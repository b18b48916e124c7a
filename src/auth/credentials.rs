//! Trusted local credential set.

use std::collections::HashSet;

/// Separator between username and secret in a composite key.
pub const KEY_SEPARATOR: char = '_';

/// Immutable set of `"{username}_{secret}"` keys, loaded once at startup.
#[derive(Clone, Default)]
pub struct CredentialSet {
    keys: HashSet<String>,
}

impl CredentialSet {
    pub fn new<I, S>(keys: I) -> Self
    where
        I: IntoIterator<Item = S>,
        S: Into<String>,
    {
        Self {
            keys: keys.into_iter().map(Into::into).collect(),
        }
    }

    /// Composite lookup key for a username/secret pair.
    pub fn composite_key(username: &str, secret: &str) -> String {
        format!("{}{}{}", username, KEY_SEPARATOR, secret)
    }

    /// Exact-match membership test.
    pub fn contains(&self, username: &str, secret: &str) -> bool {
        self.keys.contains(&Self::composite_key(username, secret))
    }

    pub fn len(&self) -> usize {
        self.keys.len()
    }

    pub fn is_empty(&self) -> bool {
        self.keys.is_empty()
    }
}

impl<S: Into<String>> FromIterator<S> for CredentialSet {
    fn from_iter<I: IntoIterator<Item = S>>(iter: I) -> Self {
        Self::new(iter)
    }
}

// Keys are secrets; only the size is printed.
impl std::fmt::Debug for CredentialSet {
    fn fmt(&self, f: &mut std::fmt::Formatter<'_>) -> std::fmt::Result {
        f.debug_struct("CredentialSet")
            .field("len", &self.keys.len())
            .finish()
    }
}
//! Caller deadlines and cancellation.
//!
//! # Responsibilities
//! - Carry the caller's deadline and cancellation signal into outbound calls
//! - Stop waiting on the network as soon as either fires
//!
//! # Design Decisions
//! - Built on Tokio timers and `tokio_util` cancellation tokens
//! - An interrupted call returns an error, it never hangs

use std::future::Future;
use std::time::Duration;

use thiserror::Error;
use tokio::time::Instant;
use tokio_util::sync::CancellationToken;

/// Why an operation stopped before completing.
#[derive(Debug, Error, Clone, Copy, PartialEq, Eq)]
pub enum Interrupted {
    #[error("request cancelled by caller")]
    Cancelled,

    #[error("request deadline exceeded")]
    DeadlineExceeded,
}

/// Per-request context propagated from the login caller to the network call.
#[derive(Debug, Clone, Default)]
pub struct RequestContext {
    cancel: CancellationToken,
    deadline: Option<Instant>,
}

impl RequestContext {
    /// A context with no deadline that is never cancelled unless asked to.
    pub fn new() -> Self {
        Self::default()
    }

    /// A context that expires `timeout` from now. A timeout past the clock's
    /// range leaves the context without a deadline.
    pub fn with_timeout(timeout: Duration) -> Self {
        match Instant::now().checked_add(timeout) {
            Some(deadline) => Self::new().with_deadline(deadline),
            None => Self::new(),
        }
    }

    /// Replace the deadline, keeping the cancellation token.
    pub fn with_deadline(mut self, deadline: Instant) -> Self {
        self.deadline = Some(deadline);
        self
    }

    pub fn cancellation_token(&self) -> &CancellationToken {
        &self.cancel
    }

    pub fn cancel(&self) {
        self.cancel.cancel();
    }

    /// Drive `fut` until it completes, the context is cancelled, or the
    /// deadline passes.
    pub async fn run<F: Future>(&self, fut: F) -> Result<F::Output, Interrupted> {
        let deadline = async {
            match self.deadline {
                Some(deadline) => tokio::time::sleep_until(deadline).await,
                None => std::future::pending::<()>().await,
            }
        };

        tokio::select! {
            biased;
            _ = self.cancel.cancelled() => Err(Interrupted::Cancelled),
            _ = deadline => Err(Interrupted::DeadlineExceeded),
            output = fut => Ok(output),
        }
    }
}
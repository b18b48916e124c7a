//! Configuration validation.
//!
//! # Responsibilities
//! - Semantic validation (serde handles syntactic)
//! - Validate value ranges (ratios, counts, timeouts)
//! - Reject unusable addresses and credential entries
//!
//! # Design Decisions
//! - Returns all validation errors, not just first
//! - Validation is pure function: ServiceConfig → Result<(), Vec<ValidationError>>
//! - Runs before config is accepted into the system

use std::net::SocketAddr;

use thiserror::Error;
use url::Url;

use crate::auth::credentials::KEY_SEPARATOR;
use crate::config::schema::ServiceConfig;

/// Longest accepted duration setting: one year.
pub const MAX_DURATION_SECS: u64 = 365 * 24 * 60 * 60;

/// A single semantic problem in the configuration.
#[derive(Debug, Error, Clone, PartialEq)]
pub enum ValidationError {
    #[error("listener.bind_address '{0}' is not a socket address")]
    BindAddress(String),

    #[error("users_api.base_url '{0}' must be an absolute http(s) URL")]
    BaseUrl(String),

    #[error("jwt.secret must not be empty")]
    EmptySecret,

    #[error("jwt.{0} must be greater than zero")]
    ZeroTtl(&'static str),

    #[error("circuit_breaker.failure_ratio {0} must be in (0, 1]")]
    FailureRatio(f64),

    #[error("circuit_breaker.{0} must be at least 1")]
    ZeroCount(&'static str),

    #[error("timeouts.request_secs must be greater than zero")]
    ZeroRequestTimeout,

    #[error("{0} must not exceed one year (31536000 seconds)")]
    DurationTooLong(&'static str),

    #[error("credentials.allowed entry #{0} is not of the form username_secret")]
    CredentialEntry(usize),
}

/// Check a parsed configuration.
pub fn validate_config(config: &ServiceConfig) -> Result<(), Vec<ValidationError>> {
    let mut errors = Vec::new();

    if config.listener.bind_address.parse::<SocketAddr>().is_err() {
        errors.push(ValidationError::BindAddress(config.listener.bind_address.clone()));
    }

    let base_url_ok = Url::parse(&config.users_api.base_url)
        .map(|url| matches!(url.scheme(), "http" | "https") && !url.cannot_be_a_base())
        .unwrap_or(false);
    if !base_url_ok {
        errors.push(ValidationError::BaseUrl(config.users_api.base_url.clone()));
    }

    if config.jwt.secret.is_empty() {
        errors.push(ValidationError::EmptySecret);
    }
    if config.jwt.profile_token_ttl_secs == 0 {
        errors.push(ValidationError::ZeroTtl("profile_token_ttl_secs"));
    }
    if config.jwt.access_token_ttl_secs == 0 {
        errors.push(ValidationError::ZeroTtl("access_token_ttl_secs"));
    }

    let breaker = &config.circuit_breaker;
    if !(breaker.failure_ratio > 0.0 && breaker.failure_ratio <= 1.0) {
        errors.push(ValidationError::FailureRatio(breaker.failure_ratio));
    }
    if breaker.min_requests == 0 {
        errors.push(ValidationError::ZeroCount("min_requests"));
    }
    if breaker.max_half_open_requests == 0 {
        errors.push(ValidationError::ZeroCount("max_half_open_requests"));
    }

    if config.timeouts.request_secs == 0 {
        errors.push(ValidationError::ZeroRequestTimeout);
    }

    for (field, secs) in [
        ("jwt.profile_token_ttl_secs", config.jwt.profile_token_ttl_secs),
        ("jwt.access_token_ttl_secs", config.jwt.access_token_ttl_secs),
        ("circuit_breaker.interval_secs", breaker.interval_secs),
        ("circuit_breaker.open_timeout_secs", breaker.open_timeout_secs),
        ("timeouts.connect_secs", config.timeouts.connect_secs),
        ("timeouts.request_secs", config.timeouts.request_secs),
    ] {
        if secs > MAX_DURATION_SECS {
            errors.push(ValidationError::DurationTooLong(field));
        }
    }

    for (i, entry) in config.credentials.allowed.iter().enumerate() {
        // Entry contents stay out of the error: they are credentials.
        match entry.split_once(KEY_SEPARATOR) {
            Some((user, _)) if !user.is_empty() => {}
            _ => errors.push(ValidationError::CredentialEntry(i)),
        }
    }

    if errors.is_empty() {
        Ok(())
    } else {
        Err(errors)
    }
}
//! Authentication service library.
//!
//! Authenticates users against a trusted local credential set and enriches
//! the identity with a profile fetched from the users API, behind a circuit
//! breaker that fails closed.

pub mod auth;
pub mod config;
pub mod http;
pub mod lifecycle;
pub mod observability;
pub mod resilience;
pub mod users_api;

pub use auth::{LoginError, LoginService};
pub use config::ServiceConfig;
pub use http::HttpServer;
pub use lifecycle::Shutdown;
pub use users_api::Identity;
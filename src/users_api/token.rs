//! JWT minting.
//!
//! # Responsibilities
//! - Sign the short-lived token that authorizes the users API lookup
//! - Sign the access token handed back to a successful login
//!
//! # Design Decisions
//! - HS256 with a secret injected at construction (no process-wide key)
//! - Minting failures are fatal to the attempt and never retried
//! - Error values never carry key material

use std::time::{Duration, SystemTime, UNIX_EPOCH};

use jsonwebtoken::{encode, Algorithm, EncodingKey, Header};
use serde::{Deserialize, Serialize};

use crate::config::JwtConfig;
use crate::users_api::types::{Identity, TokenError};

/// Scope granted to the users API token.
pub const PROFILE_SCOPE: &str = "read";

/// Claims of the token sent to the users API.
#[derive(Debug, Clone, PartialEq, Eq, Serialize, Deserialize)]
pub struct ProfileClaims {
    pub username: String,
    pub scope: String,
    pub iat: u64,
    pub exp: u64,
}

/// Claims of the access token returned to the login caller.
#[derive(Debug, Clone, PartialEq, Eq, Serialize, Deserialize)]
pub struct AccessClaims {
    pub username: String,
    pub firstname: String,
    pub lastname: String,
    pub role: String,
    pub iat: u64,
    pub exp: u64,
}

/// Signs tokens with the service secret.
#[derive(Clone)]
pub struct TokenMinter {
    key: Option<EncodingKey>,
    profile_ttl: Duration,
    access_ttl: Duration,
}

impl TokenMinter {
    /// Create a minter. An empty secret yields a minter that always fails.
    pub fn new(secret: &str, profile_ttl: Duration, access_ttl: Duration) -> Self {
        let key = (!secret.is_empty()).then(|| EncodingKey::from_secret(secret.as_bytes()));
        Self {
            key,
            profile_ttl,
            access_ttl,
        }
    }

    pub fn from_config(config: &JwtConfig) -> Self {
        Self::new(
            &config.secret,
            Duration::from_secs(config.profile_token_ttl_secs),
            Duration::from_secs(config.access_token_ttl_secs),
        )
    }

    /// Token identifying `username` to the users API.
    pub fn mint(&self, username: &str) -> Result<String, TokenError> {
        let iat = unix_now();
        let claims = ProfileClaims {
            username: username.to_string(),
            scope: PROFILE_SCOPE.to_string(),
            iat,
            exp: iat.saturating_add(self.profile_ttl.as_secs()),
        };
        self.sign(&claims)
    }

    /// Access token carrying the authenticated profile.
    pub fn mint_access_token(&self, identity: &Identity) -> Result<String, TokenError> {
        let iat = unix_now();
        let claims = AccessClaims {
            username: identity.username.clone(),
            firstname: identity.first_name.clone(),
            lastname: identity.last_name.clone(),
            role: identity.role.clone(),
            iat,
            exp: iat.saturating_add(self.access_ttl.as_secs()),
        };
        self.sign(&claims)
    }

    fn sign<T: Serialize>(&self, claims: &T) -> Result<String, TokenError> {
        let key = self.key.as_ref().ok_or(TokenError::MissingSecret)?;
        Ok(encode(&Header::new(Algorithm::HS256), claims, key)?)
    }
}

impl std::fmt::Debug for TokenMinter {
    fn fmt(&self, f: &mut std::fmt::Formatter<'_>) -> std::fmt::Result {
        f.debug_struct("TokenMinter")
            .field("key", &self.key.as_ref().map(|_| "<redacted>"))
            .field("profile_ttl", &self.profile_ttl)
            .field("access_ttl", &self.access_ttl)
            .finish()
    }
}

fn unix_now() -> u64 {
    SystemTime::now()
        .duration_since(UNIX_EPOCH)
        .unwrap_or_default()
        .as_secs()
}
//! Users API integration.
//!
//! # Data Flow
//! ```text
//! fetch_profile(ctx, username)
//!     → token.rs (mint HS256 token: username, scope=read, iat, exp)
//!     → client.rs (GET {base_url}/users/{username}, Authorization: Bearer)
//!     → types.rs (Identity or FetchError)
//! ```
//!
//! # Design Decisions
//! - The fetcher is always called through the circuit breaker
//! - Diagnostics (status, body) stay in FetchError and never reach the login caller

pub mod client;
pub mod token;
pub mod types;

pub use client::ProfileFetcher;
pub use token::TokenMinter;
pub use types::{FetchError, FetchResult, Identity, TokenError};
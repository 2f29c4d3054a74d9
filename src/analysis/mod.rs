//! Transcript analysis: summaries, topics, sentiment and suggested questions.
//!
//! Every analysis is a single prompt sent to the language model. This module
//! builds the prompts and parses the replies into structured values.

mod parse;

pub use parse::{fold_newlines, key_points, parse_list_items, parse_sentiment, parse_topics};

use crate::chunking::{join_chunks, ContentChunk};
use crate::config::{AnalysisSettings, Prompts};
use crate::error::{AssistError, Result};
use crate::llm::LanguageModel;
use futures::future::{try_join_all, OptionFuture};
use serde::{Deserialize, Serialize};
use std::collections::{BTreeMap, HashMap};
use std::fmt;
use std::str::FromStr;
use std::sync::Arc;
use tracing::{debug, instrument};

/// Summary variant.
#[derive(Debug, Clone, Copy, Default, PartialEq, Eq, PartialOrd, Ord, Hash, Serialize, Deserialize)]
#[serde(rename_all = "snake_case")]
pub enum SummaryType {
    #[default]
    Comprehensive,
    Executive,
    BulletPoints,
    KeyTopics,
}

impl SummaryType {
    pub const ALL: [SummaryType; 4] = [
        SummaryType::Comprehensive,
        SummaryType::Executive,
        SummaryType::BulletPoints,
        SummaryType::KeyTopics,
    ];

    pub fn as_str(&self) -> &'static str {
        match self {
            SummaryType::Comprehensive => "comprehensive",
            SummaryType::Executive => "executive",
            SummaryType::BulletPoints => "bullet_points",
            SummaryType::KeyTopics => "key_topics",
        }
    }

    /// Prose variants are returned as a single paragraph.
    fn folds_newlines(&self) -> bool {
        matches!(self, SummaryType::Comprehensive | SummaryType::Executive)
    }

    fn template<'a>(&self, prompts: &'a Prompts) -> &'a str {
        match self {
            SummaryType::Comprehensive => &prompts.summary.comprehensive,
            SummaryType::Executive => &prompts.summary.executive,
            SummaryType::BulletPoints => &prompts.summary.bullet_points,
            SummaryType::KeyTopics => &prompts.summary.key_topics,
        }
    }
}

impl fmt::Display for SummaryType {
    fn fmt(&self, f: &mut fmt::Formatter<'_>) -> fmt::Result {
        f.write_str(self.as_str())
    }
}

impl FromStr for SummaryType {
    type Err = String;

    fn from_str(s: &str) -> std::result::Result<Self, Self::Err> {
        SummaryType::ALL
            .into_iter()
            .find(|t| t.as_str() == s.trim().to_lowercase().replace('-', "_"))
            .ok_or_else(|| {
                format!(
                    "unknown summary type '{}' (expected comprehensive, executive, bullet_points or key_topics)",
                    s
                )
            })
    }
}

/// A key topic of a video.
#[derive(Debug, Clone, PartialEq, Serialize, Deserialize)]
pub struct Topic {
    pub name: String,
    pub description: String,
}

/// Overall sentiment label.
#[derive(Debug, Clone, Copy, PartialEq, Eq, Serialize, Deserialize)]
#[serde(rename_all = "lowercase")]
pub enum SentimentLabel {
    Positive,
    Negative,
    Neutral,
    Unknown,
}

/// Sentiment analysis result.
#[derive(Debug, Clone, PartialEq, Serialize, Deserialize)]
pub struct Sentiment {
    pub label: SentimentLabel,
    /// High, Medium or Low when the model states one.
    pub confidence: Option<String>,
    /// Full model output.
    pub analysis: String,
}

/// Which analyses to run for a video.
#[derive(Debug, Clone)]
pub struct AnalysisOptions {
    /// Summary variants to generate. Empty means comprehensive only.
    pub summary_types: Vec<SummaryType>,
    pub include_sentiment: bool,
    pub include_topics: bool,
    pub include_questions: bool,
}

impl Default for AnalysisOptions {
    fn default() -> Self {
        Self {
            summary_types: vec![SummaryType::Comprehensive],
            include_sentiment: false,
            include_topics: true,
            include_questions: true,
        }
    }
}

/// Output of a full analysis run.
#[derive(Debug, Clone, Default)]
pub struct AnalysisOutput {
    pub summaries: BTreeMap<SummaryType, String>,
    pub sentiment: Option<Sentiment>,
    pub topics: Vec<Topic>,
    pub suggested_questions: Vec<String>,
}

/// Runs analysis prompts against a language model.
pub struct Analyzer {
    llm: Arc<dyn LanguageModel>,
    prompts: Arc<Prompts>,
    settings: AnalysisSettings,
}

impl Analyzer {
    pub fn new(llm: Arc<dyn LanguageModel>, prompts: Arc<Prompts>, settings: AnalysisSettings) -> Self {
        Self {
            llm,
            prompts,
            settings,
        }
    }

    async fn generate(&self, what: &str, template: &str, vars: HashMap<String, String>) -> Result<String> {
        let prompt = self.prompts.render_with_custom(template, &vars);
        self.llm
            .complete(None, &[], &prompt)
            .await
            .map_err(|e| match e {
                AssistError::Llm(msg) => AssistError::Llm(format!("Failed to generate {}: {}", what, msg)),
                other => other,
            })
    }

    /// Summarize a full transcript.
    #[instrument(skip(self, transcript), fields(summary_type = %summary_type))]
    pub async fn summarize(&self, transcript: &str, summary_type: SummaryType) -> Result<String> {
        let mut vars = HashMap::new();
        vars.insert("transcript".to_string(), transcript.to_string());

        let summary = self
            .generate("summary", summary_type.template(&self.prompts), vars)
            .await?;

        Ok(if summary_type.folds_newlines() {
            fold_newlines(&summary)
        } else {
            summary
        })
    }

    /// Extract key topics from the full transcript.
    #[instrument(skip(self, transcript))]
    pub async fn topics(&self, transcript: &str) -> Result<Vec<Topic>> {
        let mut vars = HashMap::new();
        vars.insert("transcript".to_string(), transcript.to_string());
        vars.insert("num_topics".to_string(), self.settings.num_topics.to_string());

        let text = self
            .generate("topics", &self.prompts.analysis.topics, vars)
            .await?;
        let topics = parse_topics(&text, self.settings.num_topics);
        debug!("Parsed {} topics", topics.len());
        Ok(topics)
    }

    /// Analyze sentiment from the leading chunks.
    #[instrument(skip(self, chunks))]
    pub async fn sentiment(&self, chunks: &[ContentChunk]) -> Result<Sentiment> {
        let mut vars = HashMap::new();
        vars.insert(
            "transcript".to_string(),
            join_chunks(chunks, Some(self.settings.sentiment_chunks)),
        );

        let text = self
            .generate("sentiment", &self.prompts.analysis.sentiment, vars)
            .await?;
        Ok(parse_sentiment(&text))
    }

    /// Suggest follow-up questions from the leading chunks.
    #[instrument(skip(self, chunks))]
    pub async fn questions(&self, chunks: &[ContentChunk]) -> Result<Vec<String>> {
        let mut vars = HashMap::new();
        vars.insert(
            "transcript".to_string(),
            join_chunks(chunks, Some(self.settings.question_chunks)),
        );
        vars.insert(
            "num_questions".to_string(),
            self.settings.num_questions.to_string(),
        );

        let text = self
            .generate("questions", &self.prompts.analysis.questions, vars)
            .await?;
        Ok(parse_list_items(&text, self.settings.num_questions))
    }

    /// Run every requested analysis concurrently.
    #[instrument(skip_all, fields(chunks = chunks.len()))]
    pub async fn run(
        &self,
        transcript: &str,
        chunks: &[ContentChunk],
        options: &AnalysisOptions,
    ) -> Result<AnalysisOutput> {
        let mut summary_types = options.summary_types.clone();
        if summary_types.is_empty() {
            summary_types.push(SummaryType::Comprehensive);
        }
        summary_types.sort();
        summary_types.dedup();

        let summaries = try_join_all(summary_types.iter().map(|t| async move {
            self.summarize(transcript, *t).await.map(|s| (*t, s))
        }));
        let topics: OptionFuture<_> = options.include_topics.then(|| self.topics(transcript)).into();
        let sentiment: OptionFuture<_> = options.include_sentiment.then(|| self.sentiment(chunks)).into();
        let questions: OptionFuture<_> = options.include_questions.then(|| self.questions(chunks)).into();

        let (summaries, topics, sentiment, questions) = futures::join!(summaries, topics, sentiment, questions);

        Ok(AnalysisOutput {
            summaries: summaries?.into_iter().collect(),
            topics: topics.transpose()?.unwrap_or_default(),
            sentiment: sentiment.transpose()?,
            suggested_questions: questions.transpose()?.unwrap_or_default(),
        })
    }
}

#[cfg(test)]
mod tests {
    use super::*;
    use crate::llm::ChatMessage;
    use async_trait::async_trait;
    use std::sync::Mutex;

    /// Replies based on which prompt it receives and records every prompt.
    struct ScriptedModel {
        prompts: Mutex<Vec<String>>,
    }

    #[async_trait]
    impl LanguageModel for ScriptedModel {
        async fn complete(&self, _system: Option<&str>, _history: &[ChatMessage], prompt: &str) -> Result<String> {
            self.prompts.lock().unwrap().push(prompt.to_string());
            let reply = if prompt.contains("most important topics") {
                "**Topic 1: Rust Ownership**\nWho frees memory.\n\n**Topic 2: Borrowing**\nReferences without moves."
            } else if prompt.contains("sentiment") {
                "**Overall Sentiment:**\n- Positive\n- Confidence level: High"
            } else if prompt.contains("questions a viewer") {
                "1. What is ownership?\n2. Why borrow?\n3. What is a lifetime?"
            } else if prompt.contains("executive summary") {
                "**Executive Overview:**\nShort.\nVery short."
            } else {
                "Line one.\nLine two."
            };
            Ok(reply.to_string())
        }

        fn model(&self) -> &str {
            "scripted"
        }
    }

    fn analyzer() -> (Arc<ScriptedModel>, Analyzer) {
        let model = Arc::new(ScriptedModel {
            prompts: Mutex::new(Vec::new()),
        });
        let analyzer = Analyzer::new(model.clone(), Arc::new(Prompts::default()), AnalysisSettings::default());
        (model, analyzer)
    }

    fn chunks(n: usize) -> Vec<ContentChunk> {
        (0..n)
            .map(|i| ContentChunk::new(format!("chunk{}", i), i as f64, i as f64 + 1.0, i as i32))
            .collect()
    }

    #[test]
    fn test_summary_type_parsing() {
        assert_eq!("bullet_points".parse::<SummaryType>().unwrap(), SummaryType::BulletPoints);
        assert_eq!("Key-Topics".parse::<SummaryType>().unwrap(), SummaryType::KeyTopics);
        assert!("haiku".parse::<SummaryType>().is_err());
        assert_eq!(SummaryType::default(), SummaryType::Comprehensive);
        assert_eq!(
            serde_json::to_string(&SummaryType::BulletPoints).unwrap(),
            "\"bullet_points\""
        );
    }

    #[tokio::test]
    async fn test_prose_summaries_fold_newlines() {
        let (_, analyzer) = analyzer();
        let summary = analyzer.summarize("text", SummaryType::Comprehensive).await.unwrap();
        assert_eq!(summary, "Line one. Line two.");

        let bullets = analyzer.summarize("text", SummaryType::BulletPoints).await.unwrap();
        assert_eq!(bullets, "Line one.\nLine two.");
    }

    #[tokio::test]
    async fn test_questions_use_leading_chunks() {
        let (model, analyzer) = analyzer();
        let questions = analyzer.questions(&chunks(6)).await.unwrap();
        assert_eq!(questions, vec!["What is ownership?", "Why borrow?", "What is a lifetime?"]);

        let prompts = model.prompts.lock().unwrap();
        assert!(prompts[0].contains("chunk0 chunk1 chunk2"));
        assert!(!prompts[0].contains("chunk3"));
    }

    #[tokio::test]
    async fn test_run_respects_options() {
        let (model, analyzer) = analyzer();
        let options = AnalysisOptions {
            summary_types: vec![SummaryType::Executive, SummaryType::Comprehensive, SummaryType::Executive],
            include_sentiment: true,
            include_topics: true,
            include_questions: false,
        };

        let output = analyzer.run("full text", &chunks(3), &options).await.unwrap();
        assert_eq!(output.summaries.len(), 2);
        assert_eq!(output.summaries[&SummaryType::Executive], "**Executive Overview:** Short. Very short.");
        assert_eq!(output.topics.len(), 2);
        assert_eq!(output.topics[0].name, "Rust Ownership");
        assert_eq!(output.sentiment.unwrap().label, SentimentLabel::Positive);
        assert!(output.suggested_questions.is_empty());
        assert_eq!(model.prompts.lock().unwrap().len(), 4);
    }
}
========================================================================
■ Exercise requirements:
From the data above, copy each line that has the string "listener".

■ Response to this exercise:
    #[error("listener.bind_address '{0}' is not a socket address")]
    if config.listener.bind_address.parse::<SocketAddr>().is_err() {
        errors.push(ValidationError::BindAddress(config.listener.bind_address.clone()));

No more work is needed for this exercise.